**WHAT TO DO:**
Find each line below where the word "backend" occurs, and copy it.

**DATA SUPPLIED:**
Segment Open

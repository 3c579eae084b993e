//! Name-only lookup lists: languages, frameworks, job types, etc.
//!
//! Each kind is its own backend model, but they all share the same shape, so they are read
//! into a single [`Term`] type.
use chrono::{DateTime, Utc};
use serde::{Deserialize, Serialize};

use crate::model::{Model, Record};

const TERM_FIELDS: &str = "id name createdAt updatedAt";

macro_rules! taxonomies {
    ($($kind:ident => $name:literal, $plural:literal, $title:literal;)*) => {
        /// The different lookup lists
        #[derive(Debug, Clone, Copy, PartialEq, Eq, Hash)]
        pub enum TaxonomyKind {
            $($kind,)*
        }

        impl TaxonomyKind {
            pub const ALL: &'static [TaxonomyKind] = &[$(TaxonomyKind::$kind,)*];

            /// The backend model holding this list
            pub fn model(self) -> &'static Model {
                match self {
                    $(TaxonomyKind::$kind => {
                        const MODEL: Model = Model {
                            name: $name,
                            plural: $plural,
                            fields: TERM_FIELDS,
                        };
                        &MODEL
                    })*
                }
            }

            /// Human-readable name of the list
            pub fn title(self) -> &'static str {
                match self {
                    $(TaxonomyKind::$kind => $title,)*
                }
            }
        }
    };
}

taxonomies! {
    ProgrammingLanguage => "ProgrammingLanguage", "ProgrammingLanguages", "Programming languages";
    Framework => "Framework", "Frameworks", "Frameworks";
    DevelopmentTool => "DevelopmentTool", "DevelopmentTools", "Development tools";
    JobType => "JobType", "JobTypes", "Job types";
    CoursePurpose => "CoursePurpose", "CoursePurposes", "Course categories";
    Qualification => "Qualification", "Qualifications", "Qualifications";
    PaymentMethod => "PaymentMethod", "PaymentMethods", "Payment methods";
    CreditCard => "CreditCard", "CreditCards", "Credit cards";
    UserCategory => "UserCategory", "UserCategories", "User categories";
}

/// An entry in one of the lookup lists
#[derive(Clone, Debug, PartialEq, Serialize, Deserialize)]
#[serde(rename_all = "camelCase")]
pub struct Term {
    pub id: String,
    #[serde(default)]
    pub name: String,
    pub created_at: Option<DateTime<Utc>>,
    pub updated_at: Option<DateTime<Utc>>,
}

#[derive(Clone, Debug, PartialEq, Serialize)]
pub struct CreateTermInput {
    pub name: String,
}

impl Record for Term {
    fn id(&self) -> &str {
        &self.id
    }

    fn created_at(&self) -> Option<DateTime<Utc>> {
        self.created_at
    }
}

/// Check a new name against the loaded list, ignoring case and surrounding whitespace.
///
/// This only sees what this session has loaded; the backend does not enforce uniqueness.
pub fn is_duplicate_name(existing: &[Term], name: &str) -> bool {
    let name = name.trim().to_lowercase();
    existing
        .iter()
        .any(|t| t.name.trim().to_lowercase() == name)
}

Segment Closed
Segment Open

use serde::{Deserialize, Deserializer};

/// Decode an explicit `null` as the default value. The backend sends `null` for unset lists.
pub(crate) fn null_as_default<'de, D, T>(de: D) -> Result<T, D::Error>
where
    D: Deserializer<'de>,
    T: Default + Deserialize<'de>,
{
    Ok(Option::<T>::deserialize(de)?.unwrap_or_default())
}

Segment Closed

**RESPONSE FOR THIS EXERCISE:**
//! Each kind is its own backend model, but they all share the same shape, so they are read
            /// The backend model holding this list
/// This only sees what this session has loaded; the backend does not enforce uniqueness.
/// Decode an explicit `null` as the default value. The backend sends `null` for unset lists.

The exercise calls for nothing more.